The doors arrived today and fit perfectly. Thank you very much. I will be ordering the remaining 18 doors and 6 drawer fronts in the next couple of months. Walter W.

I remodel kitchens for a living and I can only say...I wish I had found you sooner. These are the overall BEST cabinet Doors I have ever installed. Excellent quality and workmanship. Jake A.

Your cabinet doors are much higher quality than the doors that were installed by our home builder. There is really no comparison, you make a GREAT product. Al N.

The contractor remodeling our kitchen was so impressed with the doors we ordered from your website that he is going to use your doors for all his future jobs. Marcia N.

Your cabinet doors, and the finishing tips in your blog, made my kitchen remodel look GREAT. I recommend your doors to everyone. Kay H.

Hi, I have received my 1 door, and I feel like I received the same quality service and product as if it were 50 doors. I am very pleased with a beautiful door delivered as promised. Thanks, David H.

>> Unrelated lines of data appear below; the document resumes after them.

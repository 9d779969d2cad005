use std::sync::LazyLock;

use regex::Regex;
use serde::{Deserialize, Serialize};

use crate::lexicon::Lexicon;
use crate::models::enums::{Gender, Severity};
use crate::models::{PatientInfo, SymptomRecord};

/// Characters of surrounding text kept on each side of a symptom match.
const CONTEXT_WINDOW: usize = 100;

static AGE_RE: LazyLock<Regex> = LazyLock::new(|| {
    Regex::new(r"(?i)(\d+)[\s-]*(year|yr|month|mon|week|wk|day)s?[\s-]*old").expect("valid regex")
});

static WEIGHT_RE: LazyLock<Regex> = LazyLock::new(|| {
    Regex::new(r"(?i)(\d+\.?\d*)\s*(kg|pounds|lbs|lb|kilograms)").expect("valid regex")
});

static MALE_RE: LazyLock<Regex> =
    LazyLock::new(|| Regex::new(r"(?i)\b(male|m|tom|buck)\b").expect("valid regex"));

static FEMALE_RE: LazyLock<Regex> =
    LazyLock::new(|| Regex::new(r"(?i)\b(female|f|queen|doe)\b").expect("valid regex"));

static DURATION_RE: LazyLock<Regex> = LazyLock::new(|| {
    Regex::new(r"(?i)(for\s+)?(\d+)\s*(day|week|month|year|hour|minute)s?").expect("valid regex")
});

static FREQUENCY_RE: LazyLock<Regex> = LazyLock::new(|| {
    Regex::new(r"(?i)(daily|twice a day|once a day|every\s+\d+\s+hours|often|frequently|occasionally|intermittent)")
        .expect("valid regex")
});

/// Extraction output: demographics plus deduplicated symptoms.
#[derive(Debug, Clone, PartialEq, Serialize, Deserialize)]
pub struct Extraction {
    pub patient: PatientInfo,
    pub symptoms: Vec<SymptomRecord>,
    pub raw_text: String,
}

struct SymptomMatcher {
    key: String,
    patterns: Vec<Regex>,
}

struct AnimalMatcher {
    animal: String,
    patterns: Vec<Regex>,
}

/// Lexicon-driven pattern extractor. Compiles its whole-word regexes once at
/// construction; `extract` never fails on malformed input.
pub struct Extractor {
    animals: Vec<AnimalMatcher>,
    breeds: Vec<(String, String)>,
    symptoms: Vec<SymptomMatcher>,
    severities: Vec<(Severity, Vec<String>)>,
}

impl Extractor {
    pub fn new(lexicon: &Lexicon) -> Self {
        let animals = lexicon
            .animals
            .iter()
            .map(|entry| AnimalMatcher {
                animal: entry.animal.clone(),
                patterns: entry.patterns.iter().map(|p| whole_word(p)).collect(),
            })
            .collect();

        let breeds = lexicon
            .breeds
            .iter()
            .map(|entry| (entry.name.to_lowercase(), entry.species.clone()))
            .collect();

        let symptoms = lexicon
            .symptoms
            .iter()
            .map(|entry| SymptomMatcher {
                key: entry.key.clone(),
                patterns: entry.synonyms.iter().map(|s| whole_word(s)).collect(),
            })
            .collect();

        let severities = lexicon
            .severities
            .iter()
            .map(|entry| {
                (
                    entry.level,
                    entry.terms.iter().map(|t| t.to_lowercase()).collect(),
                )
            })
            .collect();

        Self {
            animals,
            breeds,
            symptoms,
            severities,
        }
    }

    /// Extract demographics and symptoms. Text with no lexicon hits yields
    /// an empty symptom list and an all-unset PatientInfo.
    pub fn extract(&self, text: &str) -> Extraction {
        let lower = text.to_lowercase();

        let breed = self.extract_breed(&lower);
        let animal_type = self
            .extract_animal_type(text)
            .or_else(|| self.species_from_breed(breed.as_deref()));

        let patient = PatientInfo {
            animal_type,
            age: AGE_RE.find(text).map(|m| m.as_str().to_string()),
            breed,
            gender: self.extract_gender(text),
            weight: WEIGHT_RE.find(text).map(|m| m.as_str().to_string()),
        };

        Extraction {
            patient,
            symptoms: self.extract_symptoms(text),
            raw_text: text.to_string(),
        }
    }

    /// First table entry with any whole-word pattern hit wins; no scoring.
    fn extract_animal_type(&self, text: &str) -> Option<String> {
        for matcher in &self.animals {
            if matcher.patterns.iter().any(|p| p.is_match(text)) {
                return Some(matcher.animal.clone());
            }
        }
        None
    }

    fn species_from_breed(&self, breed: Option<&str>) -> Option<String> {
        let breed = breed?;
        self.breeds
            .iter()
            .find(|(name, _)| name == breed)
            .map(|(_, species)| species.clone())
    }

    /// First exact substring hit against the breed list; no fuzzy matching.
    fn extract_breed(&self, lower: &str) -> Option<String> {
        self.breeds
            .iter()
            .find(|(name, _)| lower.contains(name.as_str()))
            .map(|(name, _)| name.clone())
    }

    /// Male-indicating terms are checked before female-indicating ones; when
    /// both appear, male wins. Preserved as observed upstream behavior.
    fn extract_gender(&self, text: &str) -> Option<Gender> {
        if MALE_RE.is_match(text) {
            Some(Gender::Male)
        } else if FEMALE_RE.is_match(text) {
            Some(Gender::Female)
        } else {
            None
        }
    }

    fn extract_symptoms(&self, text: &str) -> Vec<SymptomRecord> {
        let mut records: Vec<SymptomRecord> = Vec::new();

        for matcher in &self.symptoms {
            for pattern in &matcher.patterns {
                for m in pattern.find_iter(text) {
                    let context = context_window(text, m.start(), m.end());
                    let candidate = SymptomRecord {
                        symptom_key: matcher.key.clone(),
                        duration: DURATION_RE.find(&context).map(|d| d.as_str().to_string()),
                        severity: self.severity_in(&context),
                        frequency: FREQUENCY_RE.find(&context).map(|f| f.as_str().to_string()),
                        context,
                    };
                    merge_candidate(&mut records, candidate);
                }
            }
        }

        records
    }

    /// First severity tier (table order) whose term appears in the window.
    fn severity_in(&self, context: &str) -> Option<Severity> {
        let lower = context.to_lowercase();
        for (level, terms) in &self.severities {
            if terms.iter().any(|t| lower.contains(t.as_str())) {
                return Some(*level);
            }
        }
        None
    }
}

fn whole_word(term: &str) -> Regex {
    Regex::new(&format!(r"(?i)\b{}\b", regex::escape(term)))
        .expect("escaped pattern is a valid regex")
}

/// Original-case window around a match, clamped to char boundaries.
fn context_window(text: &str, start: usize, end: usize) -> String {
    let from = floor_char_boundary(text, start.saturating_sub(CONTEXT_WINDOW));
    let to = ceil_char_boundary(text, (end + CONTEXT_WINDOW).min(text.len()));
    text[from..to].trim().to_string()
}

fn floor_char_boundary(s: &str, mut index: usize) -> usize {
    while index > 0 && !s.is_char_boundary(index) {
        index -= 1;
    }
    index
}

fn ceil_char_boundary(s: &str, mut index: usize) -> usize {
    while index < s.len() && !s.is_char_boundary(index) {
        index += 1;
    }
    index
}

/// One record per canonical key: the candidate with the most non-null
/// modifier fields wins, ties go to the first-seen record. Fields are never
/// merged across occurrences.
fn merge_candidate(records: &mut Vec<SymptomRecord>, candidate: SymptomRecord) {
    match records
        .iter_mut()
        .find(|r| r.symptom_key == candidate.symptom_key)
    {
        Some(existing) => {
            if candidate.modifier_count() > existing.modifier_count() {
                *existing = candidate;
            }
        }
        None => records.push(candidate),
    }
}

#[cfg(test)]
mod tests {
    use super::*;

    fn extractor() -> Extractor {
        Extractor::new(&Lexicon::builtin())
    }

    fn symptom<'a>(extraction: &'a Extraction, key: &str) -> Option<&'a SymptomRecord> {
        extraction.symptoms.iter().find(|s| s.symptom_key == key)
    }

    #[test]
    fn coughing_retriever_scenario() {
        let extraction =
            extractor().extract("My 3-year-old golden retriever has been coughing for a week.");

        assert_eq!(extraction.patient.animal_type.as_deref(), Some("dog"));
        assert_eq!(extraction.patient.age.as_deref(), Some("3-year-old"));
        assert_eq!(extraction.patient.breed.as_deref(), Some("golden retriever"));

        let cough = symptom(&extraction, "cough").expect("cough extracted");
        // "a week" carries no digits; the numeric-only duration regex leaves it unset.
        assert!(cough.duration.is_none());
    }

    #[test]
    fn gi_description_extracts_demographics_and_symptoms() {
        let text = "I have a 5 year old golden retriever male weighing about 65 lbs. \
                    He has been vomiting and has diarrhea for the past 3 days. \
                    He seems lethargic and is not eating well. He appears to have stomach pain. \
                    He also has a slight fever.";
        let extraction = extractor().extract(text);

        assert_eq!(extraction.patient.animal_type.as_deref(), Some("dog"));
        assert_eq!(extraction.patient.age.as_deref(), Some("5 year old"));
        assert_eq!(extraction.patient.breed.as_deref(), Some("golden retriever"));
        assert_eq!(extraction.patient.gender, Some(Gender::Male));
        assert_eq!(extraction.patient.weight.as_deref(), Some("65 lbs"));

        for key in ["vomiting", "diarrhea", "lethargy", "loss_of_appetite", "abdominal_pain", "fever"] {
            assert!(symptom(&extraction, key).is_some(), "missing {key}");
        }
        let fever = symptom(&extraction, "fever").unwrap();
        assert_eq!(fever.severity, Some(Severity::Mild));

        // The duration regex takes the first numeric span in the window, so a
        // window reaching back to "5 year old" reports that span.
        let vomiting = symptom(&extraction, "vomiting").unwrap();
        assert!(vomiting.duration.is_some());
    }

    #[test]
    fn one_record_per_canonical_key() {
        let extraction = extractor().extract("He keeps vomiting. She saw him vomit twice, and the vomiting continued.");
        assert_eq!(
            extraction.symptoms.iter().filter(|s| s.symptom_key == "vomiting").count(),
            1
        );
    }

    #[test]
    fn richer_occurrence_replaces_poorer_one() {
        // Two occurrences far enough apart that their context windows don't
        // overlap: the second carries two modifiers and must win.
        let filler = "The vet visit last spring went fine and nothing unusual showed up on any \
                      of the routine checks, bloodwork, or the physical examination they ran then.";
        let text = format!(
            "Rex started coughing 2 weeks ago. {filler} Lately the coughing is severe and happens daily."
        );
        let extraction = extractor().extract(&text);

        let cough = symptom(&extraction, "cough").expect("cough extracted");
        assert_eq!(cough.severity, Some(Severity::Severe));
        assert_eq!(cough.frequency.as_deref(), Some("daily"));
        assert!(cough.duration.is_none(), "fields are not merged across occurrences");
    }

    #[test]
    fn tie_keeps_first_seen_occurrence() {
        let filler = "Nothing else changed at home during that stretch and the household routine \
                      stayed exactly the same as it always has been through the year so far here.";
        let text =
            format!("Bella was coughing for 4 days. {filler} That coughing got severe overnight.");
        let extraction = extractor().extract(&text);

        let cough = symptom(&extraction, "cough").expect("cough extracted");
        assert_eq!(cough.duration.as_deref(), Some("for 4 days"));
        assert!(cough.severity.is_none());
    }

    #[test]
    fn male_wins_when_both_terms_present() {
        // Known bias carried over from the source data: male-indicating terms
        // are checked first even when both genders are mentioned.
        let extraction = extractor().extract("We have a male dog and a female dog at home.");
        assert_eq!(extraction.patient.gender, Some(Gender::Male));
    }

    #[test]
    fn female_detected_without_male_terms() {
        let extraction = extractor().extract("My 3-year-old female cat has been scratching for 2 weeks.");
        assert_eq!(extraction.patient.gender, Some(Gender::Female));
        assert_eq!(extraction.patient.animal_type.as_deref(), Some("cat"));
        let itching = symptom(&extraction, "itching").unwrap();
        assert_eq!(itching.duration.as_deref(), Some("for 2 weeks"));
    }

    #[test]
    fn explicit_animal_mention_beats_breed_species() {
        let extraction = extractor().extract("My dog chases the neighbor's persian around.");
        assert_eq!(extraction.patient.animal_type.as_deref(), Some("dog"));
        assert_eq!(extraction.patient.breed.as_deref(), Some("persian"));
    }

    #[test]
    fn cat_breed_implies_cat() {
        let extraction = extractor().extract("Our siamese has watery eyes.");
        assert_eq!(extraction.patient.animal_type.as_deref(), Some("cat"));
        assert!(symptom(&extraction, "discharge_eye").is_some());
    }

    #[test]
    fn empty_text_yields_empty_extraction() {
        let extraction = extractor().extract("");
        assert_eq!(extraction.patient, PatientInfo::default());
        assert!(extraction.symptoms.is_empty());
        assert_eq!(extraction.raw_text, "");
    }

    #[test]
    fn no_lexicon_hits_is_not_an_error() {
        let extraction = extractor().extract("The weather was pleasant all afternoon.");
        assert_eq!(extraction.patient, PatientInfo::default());
        assert!(extraction.symptoms.is_empty());
    }

    #[test]
    fn extraction_is_idempotent() {
        let text = "My 2-year-old male beagle has been coughing constantly for a week. \
                    He seems lethargic and has a fever.";
        let ex = extractor();
        assert_eq!(ex.extract(text), ex.extract(text));
    }

    #[test]
    fn whole_word_matching_rejects_embedded_terms() {
        // "catalog" must not read as "cat", "fitness" not as "fit".
        let extraction = extractor().extract("The catalog from the fitness store arrived.");
        assert!(extraction.patient.animal_type.is_none());
        assert!(extraction.symptoms.is_empty());
    }

    #[test]
    fn mixed_case_input_matches_and_context_keeps_original_case() {
        let extraction = extractor().extract("Milo Has Been VOMITING Since Monday.");
        let vomiting = symptom(&extraction, "vomiting").unwrap();
        assert!(vomiting.context.contains("VOMITING"));
    }

    #[test]
    fn multibyte_text_near_window_edges_does_not_panic() {
        // Long multi-byte runs on both sides put the ±100-byte window edges
        // inside characters; the window must clamp instead of panicking.
        let prefix = "é".repeat(80);
        let suffix = "🐕".repeat(40);
        let text = format!("{prefix} the dog was vomiting a lot {suffix}");
        let extraction = extractor().extract(&text);
        assert!(symptom(&extraction, "vomiting").is_some());
    }

    #[test]
    fn weight_accepts_decimal_kilograms() {
        let extraction = extractor().extract("She weighs 5.5 kg now.");
        assert_eq!(extraction.patient.weight.as_deref(), Some("5.5 kg"));
    }

    #[test]
    fn frequency_captured_from_window() {
        let extraction = extractor().extract("He has diarrhea twice a day lately.");
        let diarrhea = symptom(&extraction, "diarrhea").unwrap();
        assert_eq!(diarrhea.frequency.as_deref(), Some("twice a day"));
    }
}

Although I haven't bought the cabinet doors for my kitchen remodeling project yet, I will be making my purchase from cabinetdoors.com. Your site, and especially your Blog, has more useful information than I've found anywhere else on the internet. The information you provide is exceptional and you have helped to give me the confidence to take-on this project. Nancie D.

We took your advice and ordered the smallest door in our kitchen to see your quality...which is absolutely great...Now we are ordering the rest of the kitchen and bath doors. Don & Barb B.

These cabinet doors are PERFECT! Super high quality and right-on size. Harry D.

So glad we remodeled our kitchen with your doors, instead of doors from the hardware chain. You saved us over 35%. The doors arrived in 12 days, (including 4 Fedex shipping days). The hardware chain quoted 28 days, and your quality is far better than their samples. Mark H.

These doors are EXCELLENT! In quality and workmanship and value. Very glad we found you. James L.

A friend put me onto your website and I can't thank her enough. You make an excellent product and I'm completely happy with everything about my purchase. Paula B.

I am very satisfied with these doors. The quality is GREAT!. Alex D.

Very nice cabinet doors, the color matching and the sizes are right-on. Paul L.

Your customer service is fantastic. Somehow you spotted an error I made on my order (I reversed width and height on one door) and called me to ask if the size was correct. Your attention to detail prevented me from ordering one of my doors wrong. Thank you so much. Bryan E.